Eric Cantor, who was sent on to the politician's afterlife (the private sector) by the voters of his district, penned an article strongly defending his former boss, John Boehner.  His views are important to read, as they fully expain the Democratic Party/Republican Party collusion that has taken place over the past six years.

During President Obama’s first two years in office, his party controlled the House and for a time had a supermajority in the Senate. Almost entirely on their own they enacted a nearly $1 trillion stimulus bill, Obamacare and Dodd-Frank financial regulations. Not for the first or last time, alternative suggestions from Republicans were dismissed out of hand.

Following that, the American people elected Republicans to the majority in the House. And Mr. Obama’s liberal platform ground to a halt. Spending actually went down. Republicans, led by Speaker Boehner, provided the check and balance voters had demanded.

These are all lies.  Spending increased, year after year.  There were no checks on Obama – only blank checks, as Boehner approved the Cromnibus budget, which most people didn't even know the contents of, and continuing resolution after continuing resolution that kept the economic kamikaze pilots firmly in control of the finances of our nation.

But somewhere along the road, a number of voices on the right began demanding that the Republican Congress not only block Mr. Obama’s agenda but enact a reversal of his policies.

Another lie.  None of Obama's policies – whether they be amnesty, abortion, spending, or anything else – was blocked.

Strangely, according to these voices, the only reason that was not occurring had nothing to do with the fact that the president was unlikely to repeal his own laws, or that under the Constitution, absent the assent of the president or two-thirds of both houses of Congress, you cannot make law.

But neither can Obama make a budget without congressional approval.  In Cantor's eyes, only Obama can stick to his principles, not the Republicans.

Now we see that these same voices have turned to the threat of a government shutdown or a default on the debt as the means by which we can force President Obama to agree to their demands.

Another series of lies.  There will always be enough money to pay interest on the debt, regardless of whether or not the debt ceiling is raised.  And if there is a "shutdown," it will be caused by Obama vetoing a budget.  And a "shutdown" will not shut down vital parts of the government.

The response I often hear to these points is: “Well, Republicans at least need to fight.” On this I agree. It is imperative that we fight for what we believe in. But we should fight smartly.
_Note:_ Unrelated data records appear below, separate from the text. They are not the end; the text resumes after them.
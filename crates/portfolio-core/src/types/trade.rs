//! Trade execution records.

use chrono::{DateTime, Utc};
use rust_decimal::Decimal;
use serde::{Deserialize, Serialize};
use std::str::FromStr;
use uuid::Uuid;

use super::position::{normalize_symbol, AssetType};
use super::{check_amount, check_notional};
use crate::{Error, Result};

#[derive(Debug, Clone, Copy, PartialEq, Eq, Hash, Serialize, Deserialize)]
#[serde(rename_all = "SCREAMING_SNAKE_CASE")]
pub enum TradeSide {
    Buy,
    Sell,
}

impl TradeSide {
    pub fn as_str(&self) -> &'static str {
        match self {
            TradeSide::Buy => "BUY",
            TradeSide::Sell => "SELL",
        }
    }

    /// Quantity with the sign this side applies to a position.
    pub fn signed(&self, quantity: Decimal) -> Decimal {
        match self {
            TradeSide::Buy => quantity,
            TradeSide::Sell => -quantity,
        }
    }
}

impl FromStr for TradeSide {
    type Err = Error;

    fn from_str(s: &str) -> std::result::Result<Self, Self::Err> {
        match s {
            "BUY" => Ok(TradeSide::Buy),
            "SELL" => Ok(TradeSide::Sell),
            other => Err(Error::Decode(format!("unknown trade side '{}'", other))),
        }
    }
}

/// An executed trade.
#[derive(Debug, Clone, Serialize, Deserialize)]
pub struct Trade {
    pub id: Uuid,
    pub portfolio_id: Uuid,
    /// User who recorded the trade.
    pub user_id: Uuid,
    pub symbol: String,
    pub side: TradeSide,
    pub quantity: Decimal,
    pub price: Decimal,
    pub commission: Decimal,
    pub notes: Option<String>,
    pub executed_at: DateTime<Utc>,
}

impl Trade {
    pub fn gross(&self) -> Decimal {
        self.quantity * self.price
    }

    /// Signed change to the portfolio's cash balance.
    pub fn cash_impact(&self) -> Decimal {
        match self.side {
            TradeSide::Buy => -(self.gross() + self.commission),
            TradeSide::Sell => self.gross() - self.commission,
        }
    }
}

/// Input for recording a trade.
#[derive(Debug, Clone, Deserialize)]
pub struct NewTrade {
    pub symbol: String,
    pub side: TradeSide,
    pub quantity: Decimal,
    pub price: Decimal,
    pub commission: Option<Decimal>,
    pub notes: Option<String>,
    /// Used only when the trade opens a new position.
    pub asset_type: Option<AssetType>,
    pub executed_at: Option<DateTime<Utc>>,
}

impl NewTrade {
    pub fn validate(&self) -> Result<()> {
        if self.symbol.trim().is_empty() {
            return Err(Error::InvalidTrade("symbol is required".into()));
        }
        if self.quantity <= Decimal::ZERO {
            return Err(Error::InvalidTrade("quantity must be positive".into()));
        }
        if self.price <= Decimal::ZERO {
            return Err(Error::InvalidTrade("price must be positive".into()));
        }
        if self.commission.is_some_and(|c| c.is_sign_negative()) {
            return Err(Error::InvalidTrade("commission cannot be negative".into()));
        }
        check_amount("quantity", self.quantity).map_err(Error::InvalidTrade)?;
        check_amount("price", self.price).map_err(Error::InvalidTrade)?;
        if let Some(commission) = self.commission {
            check_amount("commission", commission).map_err(Error::InvalidTrade)?;
        }
        check_notional(self.quantity, self.price).map_err(Error::InvalidTrade)?;
        Ok(())
    }

    pub fn into_trade(self, portfolio_id: Uuid, user_id: Uuid) -> Trade {
        Trade {
            id: Uuid::new_v4(),
            portfolio_id,
            user_id,
            symbol: normalize_symbol(&self.symbol),
            side: self.side,
            quantity: self.quantity,
            price: self.price,
            commission: self.commission.unwrap_or(Decimal::ZERO),
            notes: self.notes,
            executed_at: self.executed_at.unwrap_or_else(Utc::now),
        }
    }
}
"Fight smartly"?  Aside from the grammatical problems, Cantor gives no examples of how Republicans should "fight smartly."
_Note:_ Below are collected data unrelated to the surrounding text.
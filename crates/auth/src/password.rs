//! Argon2id password hashing with a configurable work factor.

use argon2::{
    password_hash::{rand_core::OsRng, PasswordHash, PasswordHasher as _, PasswordVerifier, SaltString},
    Algorithm, Argon2, Params, Version,
};

use std::sync::Arc;
use tokio::sync::OnceCell;

use crate::error::{AuthError, AuthResult};

/// Plaintext behind the decoy hash used for unknown accounts.
const DECOY_PASSWORD: &str = "decoy-password-never-issued";

/// Argon2 cost parameters.
#[derive(Debug, Clone, Copy)]
pub struct PasswordConfig {
    /// Memory cost in KiB.
    pub memory_kib: u32,
    /// Number of passes.
    pub iterations: u32,
    /// Degree of parallelism.
    pub parallelism: u32,
}

impl Default for PasswordConfig {
    fn default() -> Self {
        Self {
            memory_kib: Params::DEFAULT_M_COST,
            iterations: Params::DEFAULT_T_COST,
            parallelism: Params::DEFAULT_P_COST,
        }
    }
}

impl PasswordConfig {
    /// Create from environment variables.
    pub fn from_env() -> Self {
        let defaults = Self::default();
        let read = |name: &str, fallback: u32| {
            std::env::var(name)
                .ok()
                .and_then(|v| v.parse().ok())
                .unwrap_or(fallback)
        };

        Self {
            memory_kib: read("PASSWORD_HASH_MEMORY_KIB", defaults.memory_kib),
            iterations: read("PASSWORD_HASH_ITERATIONS", defaults.iterations),
            parallelism: read("PASSWORD_HASH_PARALLELISM", defaults.parallelism),
        }
    }

    /// Cheapest parameters Argon2 accepts. Tests only.
    pub fn minimal() -> Self {
        Self {
            memory_kib: Params::MIN_M_COST.max(8),
            iterations: 1,
            parallelism: 1,
        }
    }
}

/// Hashes and verifies passwords off the async executor.
#[derive(Clone)]
pub struct PasswordHasher {
    argon2: Argon2<'static>,
    decoy: Arc<OnceCell<String>>,
}

impl PasswordHasher {
    pub fn new(config: PasswordConfig) -> AuthResult<Self> {
        let params = Params::new(config.memory_kib, config.iterations, config.parallelism, None)
            .map_err(|e| AuthError::Internal(format!("Invalid password hash parameters: {}", e)))?;

        Ok(Self {
            argon2: Argon2::new(Algorithm::Argon2id, Version::V0x13, params),
            decoy: Arc::new(OnceCell::new()),
        })
    }

    /// Produce a salted PHC hash string.
    pub async fn hash(&self, password: &str) -> AuthResult<String> {
        let argon2 = self.argon2.clone();
        let password = password.to_owned();

        tokio::task::spawn_blocking(move || {
            let salt = SaltString::generate(&mut OsRng);
            argon2
                .hash_password(password.as_bytes(), &salt)
                .map(|hash| hash.to_string())
                .map_err(|e| AuthError::Internal(format!("Password hashing failed: {}", e)))
        })
        .await
        .map_err(|e| AuthError::Internal(format!("Hashing task failed: {}", e)))?
    }

    /// Check a password against a stored hash. The stored hash's own
    /// parameters are used, so hashes survive cost changes.
    pub async fn verify(&self, password: &str, hash: &str) -> AuthResult<bool> {
        let argon2 = self.argon2.clone();
        let password = password.to_owned();
        let hash = hash.to_owned();

        tokio::task::spawn_blocking(move || {
            let parsed = PasswordHash::new(&hash)
                .map_err(|_| AuthError::Internal("Invalid password hash in storage".into()))?;
            Ok(argon2.verify_password(password.as_bytes(), &parsed).is_ok())
        })
        .await
        .map_err(|e| AuthError::Internal(format!("Verification task failed: {}", e)))?
    }

    /// Run a full verification against a decoy hash made with the current
    /// parameters. Login calls this for unknown emails so both paths cost
    /// the same.
    pub async fn verify_decoy(&self, password: &str) -> AuthResult<()> {
        let decoy = self
            .decoy
            .get_or_try_init(|| self.hash(DECOY_PASSWORD))
            .await?;
        self.verify(password, decoy).await?;
        Ok(())
    }

    #[cfg(test)]
    pub(crate) fn decoy_ready(&self) -> bool {
        self.decoy.initialized()
    }
}

#[cfg(test)]
mod tests {
    use super::*;

    fn hasher() -> PasswordHasher {
        PasswordHasher::new(PasswordConfig::minimal()).unwrap()
    }

    #[tokio::test]
    async fn test_password_hashing() {
        let hasher = hasher();
        let hash = hasher.hash("testpassword123").await.unwrap();

        assert!(hash.starts_with("$argon2id$"));
        assert!(hasher.verify("testpassword123", &hash).await.unwrap());
        assert!(!hasher.verify("wrongpassword", &hash).await.unwrap());
    }

    #[tokio::test]
    async fn test_salts_differ() {
        let hasher = hasher();
        let a = hasher.hash("same-password").await.unwrap();
        let b = hasher.hash("same-password").await.unwrap();
        assert_ne!(a, b);
    }

    #[tokio::test]
    async fn test_hash_from_other_cost_still_verifies() {
        let cheap = hasher();
        let hash = cheap.hash("portable-secret").await.unwrap();

        let costlier = PasswordHasher::new(PasswordConfig {
            memory_kib: 16,
            iterations: 2,
            parallelism: 1,
        })
        .unwrap();
        assert!(costlier.verify("portable-secret", &hash).await.unwrap());
    }

    #[tokio::test]
    async fn test_garbage_hash_is_internal_error() {
        let result = hasher().verify("whatever", "not-a-phc-string").await;
        assert!(matches!(result, Err(AuthError::Internal(_))));
    }

    #[tokio::test]
    async fn test_decoy_verification_is_built_once() {
        let hasher = hasher();
        assert!(!hasher.decoy_ready());

        hasher.verify_decoy("guess-1").await.unwrap();
        assert!(hasher.decoy_ready());
        let first = hasher.decoy.get().cloned();

        hasher.clone().verify_decoy("guess-2").await.unwrap();
        assert_eq!(hasher.decoy.get().cloned(), first);
        assert!(first.unwrap().starts_with("$argon2id$"));
    }

    #[test]
    fn test_rejects_invalid_params() {
        let result = PasswordHasher::new(PasswordConfig {
            memory_kib: 1,
            iterations: 0,
            parallelism: 0,
        });
        assert!(result.is_err());
    }
}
During discussions over the debt limit in 2011, John Boehner and I negotiated one of the largest reductions in discretionary spending in history.

Really?  Most of those cuts were in the military.  Overall spending increased, year after year.  This is Cantor's great achievement?

Democrats want to control your lives and spend more money.  Republicans say they don't want to do these things but are very glad to secretly cooperate, making a show about "fighting smartly" with phony symbolic votes but in reality going along with the Democrats, because for establishment GOP congressmen like Cantor, the interests of the Chamber of Commerce overlap significantly with the interests of big government.  Cantor forgot this, which is why he was send home by his district.  The spectacle of such a tremendous loser presuming to preach to the rest of the GOP is ironic, to say the least.